■ Material to process:
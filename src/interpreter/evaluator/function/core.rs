use std::{collections::HashMap, io::Write, rc::Rc};

use crate::{
    ast::{Expr, FunctionDef},
    error::RuntimeError,
    interpreter::{
        evaluator::{
            core::{Context, EvalResult, Flow, MAX_CALL_DEPTH},
            function::print,
        },
        value::{core::Value, function::FunctionValue},
    },
};

/// Type alias for builtin function handlers.
///
/// A builtin receives the evaluated arguments, the output sink and the line
/// number of the call.
type BuiltinFn = fn(&[Value], &mut dyn Write, usize) -> EvalResult<Value>;

/// Specifies the allowed number of arguments for a builtin.
///
/// `max` of `None` means any number of arguments from `min` upward.
#[derive(Debug, Clone, Copy)]
struct Arity {
    min: usize,
    max: Option<usize>,
}

impl Arity {
    const fn variadic(min: usize) -> Self {
        Self { min, max: None }
    }

    /// Tests whether the given argument count satisfies this arity constraint.
    fn check(self, n: usize) -> bool {
        n >= self.min && self.max.is_none_or(|max| n <= max)
    }
}

/// Defines builtin functions by generating a lookup table and a name list.
///
/// The macro produces `BuiltinDef`, the static `BUILTIN_TABLE` and the public
/// `BUILTIN_FUNCTIONS` name list that the scope checker pre-declares.
macro_rules! builtin_functions {
    (
        $(
            $name:literal => {
                arity: $arity:expr,
                func: $func:expr $(,)?
            }
        ),* $(,)?
    ) => {
        /// A builtin function as it is bound in the global frame.
        pub struct BuiltinDef {
            /// The name the builtin is bound to.
            pub name: &'static str,
            arity:    Arity,
            func:     BuiltinFn,
        }
        static BUILTIN_TABLE: &[BuiltinDef] = &[
            $(
                BuiltinDef { name: $name, arity: $arity, func: $func },
            )*
        ];
        /// Names of every builtin function.
        pub const BUILTIN_FUNCTIONS: &[&str] = &[
            $($name,)*
        ];
    };
}

builtin_functions! {
    "print" => { arity: Arity::variadic(0), func: print::print },
}

impl std::fmt::Debug for BuiltinDef {
    fn fmt(&self, f: &mut std::fmt::Formatter<'_>) -> std::fmt::Result {
        f.debug_struct("BuiltinDef")
         .field("name", &self.name)
         .field("arity", &self.arity)
         .finish_non_exhaustive()
    }
}

impl PartialEq for BuiltinDef {
    fn eq(&self, other: &Self) -> bool {
        self.name == other.name
    }
}

/// The bindings every program starts with: one `Value::Builtin` per entry of
/// the builtin table.
pub(crate) fn builtin_globals() -> HashMap<String, Value> {
    BUILTIN_TABLE.iter()
                 .map(|def| (def.name.to_string(), Value::Builtin(def)))
                 .collect()
}

impl Context<'_> {
    /// Binds a function value for `def` in the innermost frame.
    ///
    /// The function captures a copy of the innermost frame as it is now;
    /// assignments made afterwards in that frame are not seen by the
    /// function.
    pub fn define_function(&mut self, def: &FunctionDef) {
        let function = FunctionValue { name:     def.name.clone(),
                                       params:   def.params.clone(),
                                       body:     def.body.clone(),
                                       captured: self.snapshot(), };
        self.define_local(&def.name, Value::Function(Rc::new(function)));
    }

    /// Evaluates a call expression.
    ///
    /// The callee is resolved first, then the arguments are evaluated left
    /// to right.
    ///
    /// # Errors
    /// `UnknownFunction` if a named callee is bound nowhere, and any error
    /// raised by the arguments or the call itself.
    pub fn eval_call(&mut self, callee: &Expr, arguments: &[Expr], line: usize) -> EvalResult<Value> {
        let function = match callee {
            Expr::Identifier { name, .. } => {
                self.get_variable(name)
                    .cloned()
                    .ok_or_else(|| RuntimeError::UnknownFunction { name: name.clone(),
                                                                   line })?
            },
            other => self.eval(other)?,
        };

        let args = arguments.iter()
                            .map(|argument| self.eval(argument))
                            .collect::<EvalResult<Vec<_>>>()?;

        self.eval_function(&function, args, line)
    }

    /// Invokes a callable value with already evaluated arguments.
    ///
    /// # Errors
    /// - `NotCallable` if `function` is not a function.
    /// - `ArgumentCountMismatch` if a builtin's arity is violated.
    pub fn eval_function(&mut self,
                         function: &Value,
                         args: Vec<Value>,
                         line: usize)
                         -> EvalResult<Value> {
        match function {
            Value::Builtin(def) => {
                if !def.arity.check(args.len()) {
                    return Err(RuntimeError::ArgumentCountMismatch { name: def.name.to_string(),
                                                                     expected: def.arity.min,
                                                                     found: args.len(),
                                                                     line });
                }
                (def.func)(&args, &mut *self.output, line)
            },
            Value::Function(function) => {
                self.call_user_defined_function(&Rc::clone(function), args, line)
            },
            other => Err(RuntimeError::NotCallable { type_name: other.type_name(),
                                                     line }),
        }
    }

    /// Executes a user-defined function.
    ///
    /// The new frame starts as a copy of the captured bindings, then binds
    /// the function's own name (so it can call itself) and the parameters.
    /// Arguments bind positionally: parameters without an argument are bound
    /// to `None` and arguments without a parameter are dropped.
    ///
    /// # Errors
    /// `RecursionLimit` if the call would exceed [`MAX_CALL_DEPTH`].
    fn call_user_defined_function(&mut self,
                                  function: &Rc<FunctionValue>,
                                  args: Vec<Value>,
                                  line: usize)
                                  -> EvalResult<Value> {
        if self.call_depth >= MAX_CALL_DEPTH {
            return Err(RuntimeError::RecursionLimit { limit: MAX_CALL_DEPTH,
                                                      line });
        }

        let mut frame = function.captured.clone();
        frame.insert(function.name.clone(), Value::Function(Rc::clone(function)));
        let mut args = args.into_iter();
        for param in &function.params {
            frame.insert(param.clone(), args.next().unwrap_or(Value::None));
        }

        self.push_scope(frame);
        self.call_depth += 1;
        let outer_depth = std::mem::take(&mut self.expression_depth);
        let result = self.eval_block(&function.body);
        self.expression_depth = outer_depth;
        self.call_depth -= 1;
        self.pop_scope();

        match result? {
            Flow::Return(value) => Ok(value),
            Flow::Continue => Ok(Value::None),
        }
    }
}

■ Exercise objective:
Copy the data above in full, exactly as it reads.

■ Solution to this task:
filename src/interpreter/evaluator/function/core.rs
use std::{collections::HashMap, io::Write, rc::Rc};

use crate::{
    ast::{Expr, FunctionDef},
    error::RuntimeError,
    interpreter::{
        evaluator::{
            core::{Context, EvalResult, Flow, MAX_CALL_DEPTH},
            function::print,
        },
        value::{core::Value, function::FunctionValue},
    },
};

/// Type alias for builtin function handlers.
///
/// A builtin receives the evaluated arguments, the output sink and the line
/// number of the call.
type BuiltinFn = fn(&[Value], &mut dyn Write, usize) -> EvalResult<Value>;

/// Specifies the allowed number of arguments for a builtin.
///
/// `max` of `None` means any number of arguments from `min` upward.
#[derive(Debug, Clone, Copy)]
struct Arity {
    min: usize,
    max: Option<usize>,
}

impl Arity {
    const fn variadic(min: usize) -> Self {
        Self { min, max: None }
    }

    /// Tests whether the given argument count satisfies this arity constraint.
    fn check(self, n: usize) -> bool {
        n >= self.min && self.max.is_none_or(|max| n <= max)
    }
}

/// Defines builtin functions by generating a lookup table and a name list.
///
/// The macro produces `BuiltinDef`, the static `BUILTIN_TABLE` and the public
/// `BUILTIN_FUNCTIONS` name list that the scope checker pre-declares.
macro_rules! builtin_functions {
    (
        $(
            $name:literal => {
                arity: $arity:expr,
                func: $func:expr $(,)?
            }
        ),* $(,)?
    ) => {
        /// A builtin function as it is bound in the global frame.
        pub struct BuiltinDef {
            /// The name the builtin is bound to.
            pub name: &'static str,
            arity:    Arity,
            func:     BuiltinFn,
        }
        static BUILTIN_TABLE: &[BuiltinDef] = &[
            $(
                BuiltinDef { name: $name, arity: $arity, func: $func },
            )*
        ];
        /// Names of every builtin function.
        pub const BUILTIN_FUNCTIONS: &[&str] = &[
            $($name,)*
        ];
    };
}

builtin_functions! {
    "print" => { arity: Arity::variadic(0), func: print::print },
}

impl std::fmt::Debug for BuiltinDef {
    fn fmt(&self, f: &mut std::fmt::Formatter<'_>) -> std::fmt::Result {
        f.debug_struct("BuiltinDef")
         .field("name", &self.name)
         .field("arity", &self.arity)
         .finish_non_exhaustive()
    }
}

impl PartialEq for BuiltinDef {
    fn eq(&self, other: &Self) -> bool {
        self.name == other.name
    }
}

/// The bindings every program starts with: one `Value::Builtin` per entry of
/// the builtin table.
pub(crate) fn builtin_globals() -> HashMap<String, Value> {
    BUILTIN_TABLE.iter()
                 .map(|def| (def.name.to_string(), Value::Builtin(def)))
                 .collect()
}

impl Context<'_> {
    /// Binds a function value for `def` in the innermost frame.
    ///
    /// The function captures a copy of the innermost frame as it is now;
    /// assignments made afterwards in that frame are not seen by the
    /// function.
    pub fn define_function(&mut self, def: &FunctionDef) {
        let function = FunctionValue { name:     def.name.clone(),
                                       params:   def.params.clone(),
                                       body:     def.body.clone(),
                                       captured: self.snapshot(), };
        self.define_local(&def.name, Value::Function(Rc::new(function)));
    }

    /// Evaluates a call expression.
    ///
    /// The callee is resolved first, then the arguments are evaluated left
    /// to right.
    ///
    /// # Errors
    /// `UnknownFunction` if a named callee is bound nowhere, and any error
    /// raised by the arguments or the call itself.
    pub fn eval_call(&mut self, callee: &Expr, arguments: &[Expr], line: usize) -> EvalResult<Value> {
        let function = match callee {
            Expr::Identifier { name, .. } => {
                self.get_variable(name)
                    .cloned()
                    .ok_or_else(|| RuntimeError::UnknownFunction { name: name.clone(),
                                                                   line })?
            },
            other => self.eval(other)?,
        };

        let args = arguments.iter()
                            .map(|argument| self.eval(argument))
                            .collect::<EvalResult<Vec<_>>>()?;

        self.eval_function(&function, args, line)
    }

    /// Invokes a callable value with already evaluated arguments.
    ///
    /// # Errors
    /// - `NotCallable` if `function` is not a function.
    /// - `ArgumentCountMismatch` if a builtin's arity is violated.
    pub fn eval_function(&mut self,
                         function: &Value,
                         args: Vec<Value>,
                         line: usize)
                         -> EvalResult<Value> {
        match function {
            Value::Builtin(def) => {
                if !def.arity.check(args.len()) {
                    return Err(RuntimeError::ArgumentCountMismatch { name: def.name.to_string(),
                                                                     expected: def.arity.min,
                                                                     found: args.len(),
                                                                     line });
                }
                (def.func)(&args, &mut *self.output, line)
            },
            Value::Function(function) => {
                self.call_user_defined_function(&Rc::clone(function), args, line)
            },
            other => Err(RuntimeError::NotCallable { type_name: other.type_name(),
                                                     line }),
        }
    }

    /// Executes a user-defined function.
    ///
    /// The new frame starts as a copy of the captured bindings, then binds
    /// the function's own name (so it can call itself) and the parameters.
    /// Arguments bind positionally: parameters without an argument are bound
    /// to `None` and arguments without a parameter are dropped.
    ///
    /// # Errors
    /// `RecursionLimit` if the call would exceed [`MAX_CALL_DEPTH`].
    fn call_user_defined_function(&mut self,
                                  function: &Rc<FunctionValue>,
                                  args: Vec<Value>,
                                  line: usize)
                                  -> EvalResult<Value> {
        if self.call_depth >= MAX_CALL_DEPTH {
            return Err(RuntimeError::RecursionLimit { limit: MAX_CALL_DEPTH,
                                                      line });
        }

        let mut frame = function.captured.clone();
        frame.insert(function.name.clone(), Value::Function(Rc::clone(function)));
        let mut args = args.into_iter();
        for param in &function.params {
            frame.insert(param.clone(), args.next().unwrap_or(Value::None));
        }

        self.push_scope(frame);
        self.call_depth += 1;
        let outer_depth = std::mem::take(&mut self.expression_depth);
        let result = self.eval_block(&function.body);
        self.expression_depth = outer_depth;
        self.call_depth -= 1;
        self.pop_scope();

        match result? {
            Flow::Return(value) => Ok(value),
            Flow::Continue => Ok(Value::None),
        }
    }
}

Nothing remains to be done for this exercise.